THE TASK: For every line in the material below that holds "CliError", report the line.

::: DATA EXTRACTS

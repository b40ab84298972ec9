//! # Core Type Definitions
//!
//! This module contains the value and record types every footprint operation
//! passes around:
//! - Scalar cells and primary keys (`Value`, `Key`)
//! - Entity instances and their loaded relations (`Record`, `Related`)
//! - Operation results (`Found`, `Affected`)
//! - Error types (`FootprintError`, `NotFound`)
//!
//! ## Determinism Guarantees
//!
//! - Fields and relations are kept in `BTreeMap`s, so iteration order is
//!   stable across runs
//! - No floating-point cells: numbers are `i64` only

use serde::{Deserialize, Serialize};
use std::collections::BTreeMap;
use std::fmt;
use thiserror::Error;

// =============================================================================
// SCALAR VALUES
// =============================================================================

/// A scalar cell stored in a leaf field or used in equality criteria.
#[derive(Debug, Clone, PartialEq, Eq, PartialOrd, Ord, Hash, Serialize, Deserialize, Default)]
pub enum Value {
    /// Absent value. A missing field compares equal to `Null`.
    #[default]
    Null,
    Bool(bool),
    Int(i64),
    Text(String),
}

impl Value {
    /// Create a text value.
    #[must_use]
    pub fn text(s: impl Into<String>) -> Self {
        Self::Text(s.into())
    }

    #[must_use]
    pub const fn is_null(&self) -> bool {
        matches!(self, Self::Null)
    }

    /// Interpret this value as a primary key.
    ///
    /// Accepts non-negative integers and strings holding one.
    #[must_use]
    pub fn as_key(&self) -> Option<Key> {
        match self {
            Self::Int(n) => u64::try_from(*n).ok().map(Key),
            Self::Text(s) => s.trim().parse::<u64>().ok().map(Key),
            Self::Null | Self::Bool(_) => None,
        }
    }

    /// Name of the variant, used in validation messages.
    #[must_use]
    pub const fn type_name(&self) -> &'static str {
        match self {
            Self::Null => "null",
            Self::Bool(_) => "boolean",
            Self::Int(_) => "integer",
            Self::Text(_) => "text",
        }
    }
}

impl fmt::Display for Value {
    fn fmt(&self, f: &mut fmt::Formatter<'_>) -> fmt::Result {
        match self {
            Self::Null => f.write_str("null"),
            Self::Bool(b) => write!(f, "{b}"),
            Self::Int(n) => write!(f, "{n}"),
            Self::Text(s) => write!(f, "{s:?}"),
        }
    }
}

impl From<bool> for Value {
    fn from(b: bool) -> Self {
        Self::Bool(b)
    }
}

impl From<i64> for Value {
    fn from(n: i64) -> Self {
        Self::Int(n)
    }
}

impl From<i32> for Value {
    fn from(n: i32) -> Self {
        Self::Int(i64::from(n))
    }
}

impl From<&str> for Value {
    fn from(s: &str) -> Self {
        Self::Text(s.to_string())
    }
}

impl From<String> for Value {
    fn from(s: String) -> Self {
        Self::Text(s)
    }
}

impl From<Key> for Value {
    fn from(key: Key) -> Self {
        Self::Int(i64::try_from(key.0).unwrap_or(i64::MAX))
    }
}

// =============================================================================
// PRIMARY KEYS
// =============================================================================

/// Primary-key value of a stored record.
///
/// Keys are assigned by the store, per entity type, starting at 1.
#[derive(
    Debug, Clone, Copy, PartialEq, Eq, PartialOrd, Ord, Hash, Serialize, Deserialize, Default,
)]
pub struct Key(pub u64);

impl Key {
    #[must_use]
    pub const fn value(self) -> u64 {
        self.0
    }
}

impl fmt::Display for Key {
    fn fmt(&self, f: &mut fmt::Formatter<'_>) -> fmt::Result {
        write!(f, "{}", self.0)
    }
}

// =============================================================================
// RECORD
// =============================================================================

/// Lifecycle of a record relative to the store.
#[derive(Debug, Clone, Copy, PartialEq, Eq, Serialize, Deserialize)]
pub enum RecordState {
    /// Built in memory, never persisted. Has no key until staged.
    New,
    /// Loaded from, or already staged into, the store.
    Managed,
    /// Stands in for an existing stored record; only the key is known.
    Reference,
}

/// Loaded contents of one relation slot.
#[derive(Debug, Clone, PartialEq)]
pub enum Related {
    /// `toOne`: the related record, or `None` when the link is empty.
    One(Option<Box<Record>>),
    /// `toMany`: the related records in collection order.
    Many(Vec<Record>),
}

/// An entity instance.
///
/// A relation that was never loaded is absent from the record entirely,
/// which is different from a loaded-but-empty relation.
#[derive(Debug, Clone, PartialEq)]
pub struct Record {
    entity: String,
    key: Option<Key>,
    state: RecordState,
    fields: BTreeMap<String, Value>,
    relations: BTreeMap<String, Related>,
}

impl Record {
    /// Create a blank, unpersisted instance of `entity`.
    #[must_use]
    pub fn new(entity: impl Into<String>) -> Self {
        Self {
            entity: entity.into(),
            key: None,
            state: RecordState::New,
            fields: BTreeMap::new(),
            relations: BTreeMap::new(),
        }
    }

    /// Create a reference to an existing stored record.
    #[must_use]
    pub fn reference(entity: impl Into<String>, key: Key) -> Self {
        Self {
            key: Some(key),
            state: RecordState::Reference,
            ..Self::new(entity)
        }
    }

    /// Create a managed record from stored fields.
    #[must_use]
    pub fn managed(entity: impl Into<String>, key: Key, fields: BTreeMap<String, Value>) -> Self {
        Self {
            key: Some(key),
            state: RecordState::Managed,
            fields,
            ..Self::new(entity)
        }
    }

    #[must_use]
    pub fn entity(&self) -> &str {
        &self.entity
    }

    #[must_use]
    pub const fn key(&self) -> Option<Key> {
        self.key
    }

    #[must_use]
    pub const fn state(&self) -> RecordState {
        self.state
    }

    #[must_use]
    pub const fn is_reference(&self) -> bool {
        matches!(self.state, RecordState::Reference)
    }

    /// Mark the record as staged in the store under `key`.
    pub fn mark_managed(&mut self, key: Key) {
        self.key = Some(key);
        self.state = RecordState::Managed;
    }

    /// Get a leaf field. Unset fields return `None`.
    #[must_use]
    pub fn get(&self, field: &str) -> Option<&Value> {
        self.fields.get(field)
    }

    /// Set a leaf field.
    pub fn set(&mut self, field: impl Into<String>, value: Value) {
        self.fields.insert(field.into(), value);
    }

    /// All leaf fields in deterministic order.
    #[must_use]
    pub fn fields(&self) -> &BTreeMap<String, Value> {
        &self.fields
    }

    /// Loaded relation slot, if the relation was loaded or assigned.
    #[must_use]
    pub fn related(&self, attribute: &str) -> Option<&Related> {
        self.relations.get(attribute)
    }

    /// All loaded relation slots.
    #[must_use]
    pub fn relations(&self) -> &BTreeMap<String, Related> {
        &self.relations
    }

    pub fn relations_mut(&mut self) -> impl Iterator<Item = (&String, &mut Related)> {
        self.relations.iter_mut()
    }

    pub fn set_related(&mut self, attribute: impl Into<String>, related: Related) {
        self.relations.insert(attribute.into(), related);
    }

    /// The loaded `toOne` record for `attribute`, if any.
    #[must_use]
    pub fn one(&self, attribute: &str) -> Option<&Record> {
        match self.relations.get(attribute) {
            Some(Related::One(Some(record))) => Some(record),
            _ => None,
        }
    }

    /// The loaded `toMany` collection for `attribute`. Empty when not loaded.
    #[must_use]
    pub fn many(&self, attribute: &str) -> &[Record] {
        match self.relations.get(attribute) {
            Some(Related::Many(records)) => records,
            _ => &[],
        }
    }

    /// Take the loaded `toOne` record out of its slot, leaving the slot empty.
    pub fn take_one(&mut self, attribute: &str) -> Option<Record> {
        match self.relations.get_mut(attribute) {
            Some(Related::One(slot)) => slot.take().map(|record| *record),
            _ => None,
        }
    }

    /// Take the loaded `toMany` collection out of its slot, leaving it empty.
    pub fn take_many(&mut self, attribute: &str) -> Vec<Record> {
        match self.relations.get_mut(attribute) {
            Some(Related::Many(records)) => std::mem::take(records),
            _ => Vec::new(),
        }
    }

    /// Append to a `toMany` collection, creating the slot if needed.
    ///
    /// Existing members are never replaced.
    pub fn push_many(&mut self, attribute: &str, record: Record) {
        match self.relations.get_mut(attribute) {
            Some(Related::Many(records)) => records.push(record),
            _ => {
                self.relations
                    .insert(attribute.to_string(), Related::Many(vec![record]));
            }
        }
    }
}

// =============================================================================
// OPERATION RESULTS
// =============================================================================

/// Result of `find`. The shape follows the criteria kind.
#[derive(Debug, Clone, PartialEq)]
pub enum Found {
    /// Scalar criteria: the record with that key, if any.
    One(Option<Record>),
    /// Object criteria: every match, in key order.
    Many(Vec<Record>),
}

impl Found {
    /// Flatten into a list of records.
    #[must_use]
    pub fn into_records(self) -> Vec<Record> {
        match self {
            Self::One(record) => record.into_iter().collect(),
            Self::Many(records) => records,
        }
    }
}

/// Result of `update` and `destroy`. The shape follows the criteria kind.
#[derive(Debug, Clone, PartialEq)]
pub enum Affected {
    One(Record),
    Many(Vec<Record>),
}

impl Affected {
    #[must_use]
    pub fn into_records(self) -> Vec<Record> {
        match self {
            Self::One(record) => vec![record],
            Self::Many(records) => records,
        }
    }

    #[must_use]
    pub fn len(&self) -> usize {
        match self {
            Self::One(_) => 1,
            Self::Many(records) => records.len(),
        }
    }

    #[must_use]
    pub fn is_empty(&self) -> bool {
        self.len() == 0
    }
}

// =============================================================================
// ERROR TYPES
// =============================================================================

/// The three distinct causes of a not-found failure.
#[derive(Debug, Clone, PartialEq, Eq, Error)]
pub enum NotFound {
    /// The entity type is not registered.
    #[error("Entity '{0}' not found.")]
    Entity(String),

    /// The attribute does not map to a relation on the entity type.
    #[error("Association '{attribute}' not found on '{entity}'.")]
    Association { entity: String, attribute: String },

    /// The lookup matched nothing.
    #[error("No record found with the specified criteria.")]
    Record,
}

/// Errors returned by footprint operations.
///
/// - No local recovery: every collaborator failure short-circuits the operation
/// - Collaborator failures pass through as `Validation` or `Persistence`
#[derive(Debug, Error)]
pub enum FootprintError {
    #[error("{0}")]
    NotFound(#[from] NotFound),

    /// Malformed payload or criteria.
    #[error("Validation failure: {0}")]
    Validation(String),

    /// Storage-level failure. Never retried here.
    #[error("Persistence failure: {0}")]
    Persistence(String),
}

impl FootprintError {
    /// Stable machine-readable code.
    #[must_use]
    pub const fn code(&self) -> &'static str {
        match self {
            Self::NotFound(_) => "E_NOT_FOUND",
            Self::Validation(_) => "E_VALIDATION",
            Self::Persistence(_) => "E_PERSISTENCE",
        }
    }

    #[must_use]
    pub const fn is_not_found(&self) -> bool {
        matches!(self, Self::NotFound(_))
    }
}

pub type Result<T, E = FootprintError> = std::result::Result<T, E>;

// =============================================================================
// TESTS
// =============================================================================
//! # JSON Rendering
//!
//! Parses command arguments into criteria and payloads, and renders
//! records back out as JSON objects keyed by field name.

use crate::CliError;
use footprint_core::payload::value_from_json;
use footprint_core::primitives::DEFAULT_PRIMARY_KEY;
use footprint_core::{
    Affected, Criteria, EntityType, Filter, FootprintError, Found, Payload, Record, Related,
    Schema, Value,
};
use serde_json::{Map, json};

// =============================================================================
// INPUT
// =============================================================================

/// Parse criteria: a JSON object is a filter, a JSON scalar is a key.
///
/// A bare word that is not valid JSON is taken as a text key.
pub fn parse_criteria(text: &str) -> Result<Criteria, CliError> {
    match serde_json::from_str::<serde_json::Value>(text) {
        Ok(serde_json::Value::Object(map)) => {
            let mut filter = Filter::new();
            for (name, value) in &map {
                filter.insert(name.clone(), value_from_json(value)?);
            }
            Ok(Criteria::Filter(filter))
        }
        Ok(serde_json::Value::Array(_)) => Err(CliError::Footprint(FootprintError::Validation(
            "Criteria must be a scalar or an object".to_string(),
        ))),
        Ok(scalar) => Ok(Criteria::Key(value_from_json(&scalar)?)),
        Err(_) => Ok(Criteria::Key(Value::text(text))),
    }
}

/// Parse a parent identifier. Same rules as scalar criteria.
pub fn parse_id(text: &str) -> Result<Value, CliError> {
    match parse_criteria(text)? {
        Criteria::Key(value) => Ok(value),
        Criteria::Filter(_) => Err(CliError::Footprint(FootprintError::Validation(
            "Parent identifier must be a scalar".to_string(),
        ))),
    }
}

/// Parse a JSON object into a payload.
pub fn parse_payload(text: &str) -> Result<Payload, CliError> {
    let json: serde_json::Value = serde_json::from_str(text)?;
    Ok(Payload::try_from(&json)?)
}

// =============================================================================
// OUTPUT
// =============================================================================

#[must_use]
pub fn value_to_json(value: &Value) -> serde_json::Value {
    match value {
        Value::Null => serde_json::Value::Null,
        Value::Bool(b) => json!(b),
        Value::Int(n) => json!(n),
        Value::Text(s) => json!(s),
    }
}

/// Render a record with its primary key first, then leaf fields, then
/// every loaded relation.
#[must_use]
pub fn record_to_json(schema: &Schema, record: &Record) -> serde_json::Value {
    let primary_key = schema
        .entity(record.entity())
        .map_or(DEFAULT_PRIMARY_KEY, EntityType::primary_key);

    let mut object = Map::new();
    if let Some(key) = record.key() {
        object.insert(primary_key.to_string(), json!(key.value()));
    }
    for (name, value) in record.fields() {
        object.insert(name.clone(), value_to_json(value));
    }
    for (name, related) in record.relations() {
        let rendered = match related {
            Related::One(Some(child)) => record_to_json(schema, child),
            Related::One(None) => serde_json::Value::Null,
            Related::Many(children) => serde_json::Value::Array(
                children
                    .iter()
                    .map(|child| record_to_json(schema, child))
                    .collect(),
            ),
        };
        object.insert(name.clone(), rendered);
    }
    serde_json::Value::Object(object)
}

fn records_to_json(schema: &Schema, records: &[Record]) -> serde_json::Value {
    serde_json::Value::Array(
        records
            .iter()
            .map(|record| record_to_json(schema, record))
            .collect(),
    )
}

/// `null` for a missing single record, an array for a filter.
#[must_use]
pub fn found_to_json(schema: &Schema, found: &Found) -> serde_json::Value {
    match found {
        Found::One(Some(record)) => record_to_json(schema, record),
        Found::One(None) => serde_json::Value::Null,
        Found::Many(records) => records_to_json(schema, records),
    }
}

#[must_use]
pub fn affected_to_json(schema: &Schema, affected: &Affected) -> serde_json::Value {
    match affected {
        Affected::One(record) => record_to_json(schema, record),
        Affected::Many(records) => records_to_json(schema, records),
    }
}

#[must_use]
pub fn error_to_json(error: &CliError) -> serde_json::Value {
    json!({
        "error": error.code(),
        "message": error.to_string(),
    })
}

::::::

SOLUTION FOR THIS EXERCISE:
use crate::CliError;
pub fn parse_criteria(text: &str) -> Result<Criteria, CliError> {
        Ok(serde_json::Value::Array(_)) => Err(CliError::Footprint(FootprintError::Validation(
pub fn parse_id(text: &str) -> Result<Value, CliError> {
        Criteria::Filter(_) => Err(CliError::Footprint(FootprintError::Validation(
pub fn parse_payload(text: &str) -> Result<Payload, CliError> {
pub fn error_to_json(error: &CliError) -> serde_json::Value {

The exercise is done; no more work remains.